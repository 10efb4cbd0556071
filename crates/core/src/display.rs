// Display precedence for field views
//
// Every read-only field view resolves what to show through `resolve`:
// a provisional (unsaved) value wins, then the confirmed value, then the
// placeholder.

use serde::Serialize;

use crate::prompts;

/// How a displayed value should be treated visually
#[derive(Debug, Clone, Copy, PartialEq, Eq, Serialize)]
#[serde(rename_all = "lowercase")]
pub enum DisplayStyle {
    /// Value confirmed persisted by the backend
    Confirmed,
    /// Value edited locally but not saved
    Provisional,
    /// Example or fallback text, no real value
    Placeholder,
}

/// Resolved text and style for a field view
#[derive(Debug, Clone, Copy, PartialEq, Eq, Serialize)]
pub struct FieldDisplay<'a> {
    pub text: &'a str,
    pub style: DisplayStyle,
}

/// Pick what a field view shows given its baseline, pending value and placeholder
pub fn resolve<'a>(baseline: &'a str, pending: &'a str, placeholder: &'a str) -> FieldDisplay<'a> {
    if pending != baseline && !pending.is_empty() {
        FieldDisplay {
            text: pending,
            style: DisplayStyle::Provisional,
        }
    } else if !baseline.is_empty() {
        FieldDisplay {
            text: baseline,
            style: DisplayStyle::Confirmed,
        }
    } else {
        FieldDisplay {
            text: placeholder,
            style: DisplayStyle::Placeholder,
        }
    }
}

/// Render encoded suggested prompts as a numbered markdown list
pub fn prompts_markdown(encoded: &str) -> String {
    let entries = prompts::decode(encoded);
    if entries.is_empty() {
        return "No suggested prompts have been set".to_string();
    }

    let mut markdown = String::from("The following are your suggested prompts:\n\n");
    for (index, entry) in entries.iter().enumerate() {
        markdown.push_str(&format!("{}. {}\n", index + 1, entry));
    }
    markdown.trim_end().to_string()
}

/// State of one row in a file listing
#[derive(Debug, Clone, Copy, PartialEq, Eq, Serialize)]
#[serde(rename_all = "snake_case")]
pub enum FileRowState {
    /// Persisted and kept
    Existing,
    /// Persisted but marked for deletion
    MarkedDeleted,
    /// Attached locally, not uploaded yet
    New,
}

/// One numbered row of a file listing
#[derive(Debug, Clone, PartialEq, Eq, Serialize)]
pub struct FileRow {
    pub number: usize,
    pub name: String,
    pub state: FileRowState,
}

/// Number baseline files first, then pending attachments
pub fn file_rows<S: AsRef<str>, T: AsRef<str>, D: AsRef<str>>(
    existing: &[S],
    new_names: &[T],
    deleted: &[D],
) -> Vec<FileRow> {
    let existing_rows = existing.iter().map(|name| {
        let name = name.as_ref();
        let state = if deleted.iter().any(|d| d.as_ref() == name) {
            FileRowState::MarkedDeleted
        } else {
            FileRowState::Existing
        };
        (name.to_string(), state)
    });
    let new_rows = new_names
        .iter()
        .map(|name| (name.as_ref().to_string(), FileRowState::New));

    existing_rows
        .chain(new_rows)
        .enumerate()
        .map(|(index, (name, state))| FileRow {
            number: index + 1,
            name,
            state,
        })
        .collect()
}

#[cfg(test)]
mod tests {
    use super::*;

    #[test]
    fn test_baseline_shown_when_pending_empty() {
        assert_eq!(
            resolve("B", "", "P"),
            FieldDisplay {
                text: "B",
                style: DisplayStyle::Confirmed
            }
        );
    }

    #[test]
    fn test_pending_shown_when_different() {
        assert_eq!(
            resolve("B", "Q", "P"),
            FieldDisplay {
                text: "Q",
                style: DisplayStyle::Provisional
            }
        );
    }

    #[test]
    fn test_pending_equal_to_baseline_is_confirmed() {
        assert_eq!(resolve("B", "B", "P").style, DisplayStyle::Confirmed);
    }

    #[test]
    fn test_placeholder_when_both_empty() {
        assert_eq!(
            resolve("", "", "P"),
            FieldDisplay {
                text: "P",
                style: DisplayStyle::Placeholder
            }
        );
    }

    #[test]
    fn test_new_value_over_empty_baseline_is_provisional() {
        assert_eq!(resolve("", "Q", "P").style, DisplayStyle::Provisional);
    }

    #[test]
    fn test_prompts_markdown() {
        assert_eq!(
            prompts_markdown("a, \"b\""),
            "The following are your suggested prompts:\n\n1. a\n2. b"
        );
        assert_eq!(prompts_markdown("  "), "No suggested prompts have been set");
    }

    #[test]
    fn test_file_rows_numbering() {
        let rows = file_rows(&["a.txt", "b.txt"], &["c.txt"], &["b.txt"]);
        let summary: Vec<(usize, &str, FileRowState)> = rows
            .iter()
            .map(|r| (r.number, r.name.as_str(), r.state))
            .collect();
        assert_eq!(
            summary,
            vec![
                (1, "a.txt", FileRowState::Existing),
                (2, "b.txt", FileRowState::MarkedDeleted),
                (3, "c.txt", FileRowState::New),
            ]
        );
    }
}
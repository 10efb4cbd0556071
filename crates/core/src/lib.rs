// Agent Edit Sessions
//
// This crate provides a transport-agnostic engine for editing an agent's
// configuration field by field (name, instructions, welcome message,
// suggested prompts, files) and saving it to a backend.
//
// Key design decisions:
// - Uses traits (AgentStore, FieldEditor) for pluggable backends and editors
// - Pending values are separate from the server-confirmed baseline; only an
//   acknowledged save moves pending into baseline
// - At most one save per session is in flight
// - Editors validate input; the session only stores what they commit
// - Domain entity types (AgentRecord, ChatAgent, Attachment) are defined here

// Domain entity types
pub mod agent;
pub mod field;

// Value codecs and views
pub mod display;
pub mod files;
pub mod prompts;
pub mod validation;

pub mod error;
pub mod session;
pub mod traits;
pub mod wizard;

// In-memory implementations for examples and testing
pub mod memory;

// Re-exports for convenience
pub use agent::{AgentRecord, Attachment, ChatAgent};
pub use display::{DisplayStyle, FieldDisplay, FileRow, FileRowState};
pub use error::{Result, SaveError, SessionError, StoreError};
pub use field::{FieldId, FieldKind, FieldList};
pub use files::FileSetDraft;
pub use memory::InMemoryAgentStore;
pub use prompts::SuggestedPrompts;
pub use session::{EditSession, SavePayload, WizardState};
pub use traits::{AgentStore, StoreResult};
pub use validation::ValidationError;
pub use wizard::{
    run_wizard, EditOutcome, EditRequest, EditedValue, FieldDraft, FieldEditor, WizardError,
};
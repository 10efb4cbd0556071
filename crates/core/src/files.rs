// File-set handling
//
// The backend stores an agent's files as a comma-joined name list. Edits are
// expressed as new attachments plus a set of existing names to delete.

use crate::agent::Attachment;
use crate::prompts::strip_surrounding_quotes;

/// Separator used when joining names for the backend
pub const NAME_SEPARATOR: &str = ", ";

/// Split a comma-joined name list, dropping blanks
pub fn split_names(joined: &str) -> Vec<String> {
    joined
        .split(',')
        .map(|name| strip_surrounding_quotes(name.trim()).trim().to_string())
        .filter(|name| !name.is_empty())
        .collect()
}

/// Join names for the backend
pub fn join_names<S: AsRef<str>>(names: &[S]) -> String {
    names
        .iter()
        .map(|n| n.as_ref())
        .collect::<Vec<_>>()
        .join(NAME_SEPARATOR)
}

/// Keep incoming attachments whose names collide with neither `existing`
/// nor an earlier incoming attachment.
pub fn dedup_attachments<S: AsRef<str>>(
    existing: &[S],
    incoming: impl IntoIterator<Item = Attachment>,
) -> Vec<Attachment> {
    let mut kept: Vec<Attachment> = Vec::new();
    for file in incoming {
        let collides = existing.iter().any(|n| n.as_ref() == file.name)
            || kept.iter().any(|k| k.name == file.name);
        if collides {
            tracing::debug!(file = %file.name, "Dropping duplicate attachment");
            continue;
        }
        kept.push(file);
    }
    kept
}

/// Restrict deletion marks to distinct names that exist in `existing`
pub fn normalize_deleted<S: AsRef<str>>(
    existing: &[S],
    deleted: impl IntoIterator<Item = String>,
) -> Vec<String> {
    let mut kept: Vec<String> = Vec::new();
    for name in deleted {
        let name = name.trim().to_string();
        if existing.iter().any(|n| n.as_ref() == name) && !kept.contains(&name) {
            kept.push(name);
        }
    }
    kept
}

/// Working copy of the file-set used while the files editor is open
#[derive(Debug, Clone, Default, PartialEq, Eq)]
pub struct FileSetDraft {
    existing: Vec<String>,
    new_files: Vec<Attachment>,
    deleted: Vec<String>,
}

impl FileSetDraft {
    pub fn new(existing: Vec<String>, new_files: Vec<Attachment>, deleted: Vec<String>) -> Self {
        Self {
            existing,
            new_files,
            deleted,
        }
    }

    /// Baseline file names
    pub fn existing(&self) -> &[String] {
        &self.existing
    }

    pub fn new_files(&self) -> &[Attachment] {
        &self.new_files
    }

    pub fn deleted(&self) -> &[String] {
        &self.deleted
    }

    pub fn is_deleted(&self, name: &str) -> bool {
        self.deleted.iter().any(|d| d == name)
    }

    /// True when there is nothing to show at all
    pub fn is_empty(&self) -> bool {
        self.existing.is_empty() && self.new_files.is_empty()
    }

    /// Add attachments, ignoring names already present. Returns how many were added.
    pub fn add(&mut self, incoming: impl IntoIterator<Item = Attachment>) -> usize {
        let taken: Vec<String> = self
            .existing
            .iter()
            .cloned()
            .chain(self.new_files.iter().map(|f| f.name.clone()))
            .collect();
        let added = dedup_attachments(&taken, incoming);
        let count = added.len();
        self.new_files.extend(added);
        count
    }

    /// Drop a not-yet-uploaded attachment. Returns false if it was not pending.
    pub fn remove_new(&mut self, name: &str) -> bool {
        let before = self.new_files.len();
        self.new_files.retain(|f| f.name != name);
        self.new_files.len() != before
    }

    /// Flip the deletion mark of an existing file. Returns whether it is now marked.
    pub fn toggle_deleted(&mut self, name: &str) -> bool {
        if !self.existing.iter().any(|n| n == name) {
            return false;
        }
        if self.is_deleted(name) {
            self.deleted.retain(|d| d != name);
            false
        } else {
            self.deleted.push(name.to_string());
            true
        }
    }

    pub fn into_parts(self) -> (Vec<Attachment>, Vec<String>) {
        (self.new_files, self.deleted)
    }
}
+ + +
In the entries above, find the line holding "#[derive(Debug, Clone, PartialEq, Eq, Serialize)]" and the line holding "let state = if"; print both of them and every line between, exactly, and nothing else.

→ **Exercise solution**:
#[derive(Debug, Clone, PartialEq, Eq, Serialize)]
pub struct FileRow {
    pub number: usize,
    pub name: String,
    pub state: FileRowState,
}

/// Number baseline files first, then pending attachments
pub fn file_rows<S: AsRef<str>, T: AsRef<str>, D: AsRef<str>>(
    existing: &[S],
    new_names: &[T],
    deleted: &[D],
) -> Vec<FileRow> {
    let existing_rows = existing.iter().map(|name| {
        let name = name.as_ref();
        let state = if deleted.iter().any(|d| d.as_ref() == name) {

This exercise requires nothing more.